Social media has many positives and many negatives. An arguable positive is that it’s rather proficient at popularising and raising awareness of terms and phrases that often originate from marginalised communities. In recent years, you may have encountered the term ‘glow-up’, be it in a piece of writing or on a video about something you love. It’s often used to describe amazing transformations or massive improvements of people and things, and has been credited in origin to rapper Chief Keef. They Fear Us by Ithaca is a textbook example of a glow-up.
In The Way promptly removes any obstacles in its way by throwing itself around like an aggrieved elephant, powerfully putting forward its message. Djamila Boden Azzouz‘s utterly furious vocals combine with the guitar work of Sam Chetan-Walsh and Will Sweet…and then the chorus comes in and, for the first of many times this record, we hear Boden Azzouz’s absolutely mesmerising singing voice. That chorus will plant itself in your head immediately.
They Fear Us twists itself around like an angry serpent, and its chorus is something that would grace the flat earth that Steph Carpenter dreams about. Deftones write lots of great songs, but they haven’t written a song as good as They Fear Us for a decade. An absolute masterclass, and the lyrics “bow to your blood, your queen and your God” deserves to end up tattooed on many peoples’ bodies in the future. The bass playing from Dom Moss really anchors this song and provides a most satisfying bottom end. A furious, feminist anthem.
One of the other major highlights of this record is the absolutely crushing Camera Eats First. Crushing in the sense that the subject matter is far more brutal and interesting than just generic “world is bad” sentiments. The livid and feral delivery from Boden Azzouz rams home the incredibly powerful messages about eating disorders and body hatred, and James Lewis‘ drumming snakes around the juddering attack from Chetan-Walsh and Sweet, whilst sounding like someone getting booted in the cranium over and over again.

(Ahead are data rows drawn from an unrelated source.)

use std::io::{self, Read};

use thiserror::Error;

use crate::config::RunHeader;
use crate::data::StdhepRecord;
use crate::writer::{
    BLOCK_END, BLOCK_FILE_HEADER, BLOCK_HEPEVT, FORMAT_VERSION, HEPEVT_NAME,
};
use crate::xdr;

#[derive(Debug, Error)]
pub enum ReadError {
    #[error(transparent)]
    Io(#[from] io::Error),
    #[error("Expected block {expected}, found {found}")]
    UnexpectedBlock { expected: i32, found: i32 },
    #[error("Unsupported format version '{0}'")]
    UnsupportedVersion(String),
    #[error("Unsupported block type {id} '{name}'")]
    UnsupportedBlockType { id: i32, name: String },
    #[error("Block {id} declares {declared} bytes, but {read} were read")]
    BadBlockLength { id: i32, declared: usize, read: usize },
    #[error("Inconsistent array lengths in event {0}")]
    MismatchedParticles(i32),
    #[error("File declares {declared} records, but contains {found}")]
    RecordCountMismatch { declared: usize, found: usize },
}

/// File header of a StdHep file
#[derive(Debug, Clone, PartialEq)]
pub struct FileHeader {
    pub run: RunHeader,
    pub record_count: usize,
}

/// Reader for binary StdHep files written by [`Writer`](crate::Writer)
#[derive(Debug)]
pub struct Reader<T> {
    stream: T,
    header: FileHeader,
    read: usize,
    done: bool,
}

impl<T: Read> Reader<T> {
    pub fn new(mut stream: T) -> Result<Self, ReadError> {
        let block = read_block(&mut stream, BLOCK_FILE_HEADER)?;
        let mut payload = block.as_slice();
        let version = xdr::read_string(&mut payload)?;
        if version != FORMAT_VERSION {
            return Err(ReadError::UnsupportedVersion(version));
        }
        let title = xdr::read_string(&mut payload)?;
        let comment = xdr::read_string(&mut payload)?;
        let record_count = xdr::read_i32(&mut payload)?;
        let nblocks = xdr::read_i32(&mut payload)?;
        for _ in 0..nblocks {
            let id = xdr::read_i32(&mut payload)?;
            let name = xdr::read_string(&mut payload)?;
            if id != BLOCK_HEPEVT || name != HEPEVT_NAME {
                return Err(ReadError::UnsupportedBlockType { id, name });
            }
        }
        check_consumed(BLOCK_FILE_HEADER, &block, payload)?;
        let record_count = usize::try_from(record_count).map_err(|_| {
            io::Error::new(io::ErrorKind::InvalidData, "negative record count")
        })?;
        let header = FileHeader {
            run: RunHeader { title, comment },
            record_count,
        };
        Ok(Self {
            stream,
            header,
            read: 0,
            done: false,
        })
    }

    pub fn header(&self) -> &FileHeader {
        &self.header
    }

    /// Get the next event record
    ///
    /// Returns `None` after the end block, which has to confirm the number
    /// of records declared in the file header.
    pub fn next_record(&mut self) -> Result<Option<StdhepRecord>, ReadError> {
        if self.done {
            return Ok(None);
        }
        let id = xdr::read_i32(&mut self.stream)?;
        let block = read_payload(&mut self.stream)?;
        let mut payload = block.as_slice();
        match id {
            BLOCK_HEPEVT => {
                let _version = xdr::read_string(&mut payload)?;
                let record = StdhepRecord {
                    NEVHEP: xdr::read_i32(&mut payload)?,
                    NHEP: xdr::read_i32(&mut payload)?,
                    ISTHEP: xdr::read_i32_array(&mut payload)?,
                    IDHEP: xdr::read_i32_array(&mut payload)?,
                    JMOHEP: xdr::read_i32_array(&mut payload)?,
                    JDAHEP: xdr::read_i32_array(&mut payload)?,
                    PHEP: xdr::read_f64_array(&mut payload)?,
                    VHEP: xdr::read_f64_array(&mut payload)?,
                };
                check_consumed(id, &block, payload)?;
                if !record.is_consistent() {
                    return Err(ReadError::MismatchedParticles(record.NEVHEP));
                }
                self.read += 1;
                Ok(Some(record))
            }
            BLOCK_END => {
                let written = xdr::read_i32(&mut payload)?;
                check_consumed(id, &block, payload)?;
                self.done = true;
                let declared = self.header.record_count;
                if usize::try_from(written) != Ok(declared) || self.read != declared {
                    return Err(ReadError::RecordCountMismatch {
                        declared,
                        found: self.read,
                    });
                }
                Ok(None)
            }
            found => Err(ReadError::UnexpectedBlock {
                expected: BLOCK_HEPEVT,
                found,
            }),
        }
    }
}

fn read_block<T: Read>(stream: &mut T, expected: i32) -> Result<Vec<u8>, ReadError> {
    let found = xdr::read_i32(stream)?;
    if found != expected {
        return Err(ReadError::UnexpectedBlock { expected, found });
    }
    Ok(read_payload(stream)?)
}

fn read_payload<T: Read>(stream: &mut T) -> io::Result<Vec<u8>> {
    let len = xdr::read_i32(stream)?;
    let len = usize::try_from(len).map_err(|_| {
        io::Error::new(io::ErrorKind::InvalidData, "negative block length")
    })?;
    let mut payload = vec![0; len];
    stream.read_exact(&mut payload)?;
    Ok(payload)
}

fn check_consumed(id: i32, block: &[u8], rest: &[u8]) -> Result<(), ReadError> {
    if rest.is_empty() {
        Ok(())
    } else {
        Err(ReadError::BadBlockLength {
            id,
            declared: block.len(),
            read: block.len() - rest.len(),
        })
    }
}
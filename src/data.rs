/// One particle line of an LHE event table
#[derive(PartialEq, Debug, Clone)]
pub struct ParsedParticle {
    /// PDG particle ID
    pub pdg_id: i32,
    /// LHE status
    pub status: i32,
    /// 1-based index of the first mother, 0 if there is none
    pub mother1: i32,
    /// 1-based index of the second mother, 0 if there is none
    pub mother2: i32,
    /// Always 0 in accepted input
    pub daughter1: i32,
    /// Always 0 in accepted input
    pub daughter2: i32,
    pub px: f64,
    pub py: f64,
    pub pz: f64,
    pub energy: f64,
    pub mass: f64,
}

impl ParsedParticle {
    /// Momentum in the StdHep order (px, py, pz, E, m)
    pub fn momentum(&self) -> [f64; 5] {
        [self.px, self.py, self.pz, self.energy, self.mass]
    }
}

/// Event table of one `<event>` block
#[derive(PartialEq, Debug, Clone)]
pub struct ParsedEvent {
    pub event_number: i32,
    /// Declared number of particles, equal to `particles.len()`
    pub particle_count: i32,
    pub particles: Vec<ParsedParticle>,
}

/// Primary vertex position in mm, shared by all particles of an event
#[derive(PartialEq, Debug, Copy, Clone, Default)]
pub struct VertexPoint {
    pub x: f64,
    pub y: f64,
    pub z: f64,
}

/// One event in the layout of the HEPEVT common block
///
/// All per-particle arrays are flat, with `2`, `5`, or `4` consecutive
/// entries per particle for mothers/daughters, momenta, and vertices.
#[allow(non_snake_case)]
#[derive(PartialEq, Debug, Clone, Default)]
pub struct StdhepRecord {
    /// Event number
    pub NEVHEP: i32,
    /// Number of particles
    pub NHEP: i32,
    /// Particle status
    pub ISTHEP: Vec<i32>,
    /// PDG particle IDs
    pub IDHEP: Vec<i32>,
    /// Indices of the two mothers of each particle
    pub JMOHEP: Vec<i32>,
    /// Indices of the first and last daughter of each particle
    pub JDAHEP: Vec<i32>,
    /// Momentum (px, py, pz, E, m) in GeV
    pub PHEP: Vec<f64>,
    /// Production vertex (x, y, z, t) in mm
    pub VHEP: Vec<f64>,
}

impl StdhepRecord {
    /// Check that all arrays are sized for `NHEP` particles
    pub fn is_consistent(&self) -> bool {
        let Ok(n) = usize::try_from(self.NHEP) else {
            return false;
        };
        self.ISTHEP.len() == n
            && self.IDHEP.len() == n
            && self.JMOHEP.len() == 2 * n
            && self.JDAHEP.len() == 2 * n
            && self.PHEP.len() == 5 * n
            && self.VHEP.len() == 4 * n
    }
}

Cremation Party brings us a moshfest fit for a queen, Elite by Deftones to start mixed with a little deathcore flavour to taste, and Number Five (amusingly, track six on the record) sounds like Lamb Of God all joined Converge and got Chino Moreno to do the chorus. These are all wonderful things, and the song absolutely flies by, casually kicking the listener’s head in. The absolutely gorgeous, overtly Rolo Tomassi-esque Flourescent is another vocal showcase, and the vocals provided by Chetan-Walsh mesh so fantastically well with Boden Azzouz’s. We can hope that this remains a staple of the band’s sound for years to come.
As magnificent as this album is, seven tracks in and as crushing and exhilarating as the previous 25 minutes or so are, the final two songs take us to another level entirely. You Should Have Gone Back builds itself out like a video game boss reaching its final form, and its climax is stirring enough that it would have ended up closing most albums, the subtle horns just adding this mournfulness to slightly counterbalance the stirring vocals. Ithaca are just flexing on pretty much the entire heavy music scene at this point, and their final trick is the moment they destroy all opposition.
Hold, Be Held is a closer that is going to destroy all opposition, not by brutality, but by heart and soul. Influenced as much by Whitney Houston and Massive Attack instead of, say, Killswitch Engage, it also rubber stamps that Boden Azzouz is a genuinely brilliant singer with a voice that, in a just world, would have been on be on every Eurodance hit of the 90’s. If this song had Beverley Knight on vocals, it’d be on Later With Jools Holland, and whilst he’d do that annoying thing with the boogie woogie piano, it wouldn’t change how incredible this song is. It is a stirring rallying cry for all those who’ve been traumatised, or been hurt, be it by an individual or systemically. A song that is like a warm hug with your friends and loved ones, sounding so defiant in the face of horrendous opposition, not from a place of hate, but one of eventual peace and warmth. If this song doesn’t move you even just a little bit, especially every time you hear the lyric “when will I heal?”…then nothing ever could. Also, Yansé Cooper’s guest vocals are “Youssou N’Dour on in Your Eyes” level magical.
The production on this album is magnificent, the vocals so clear in the mix. Every guitar riff has an ear-pleasing thickness to it, no powerless chords here, only the heft these magnificent songs deserve. Lewis Johns, with yet another ridiculous effort, has surely hit the top tier of British producers by now and his name on a record is a seal of quality. His diary must be fuller than an angsty teenager’s at this point, such is the track record of his work.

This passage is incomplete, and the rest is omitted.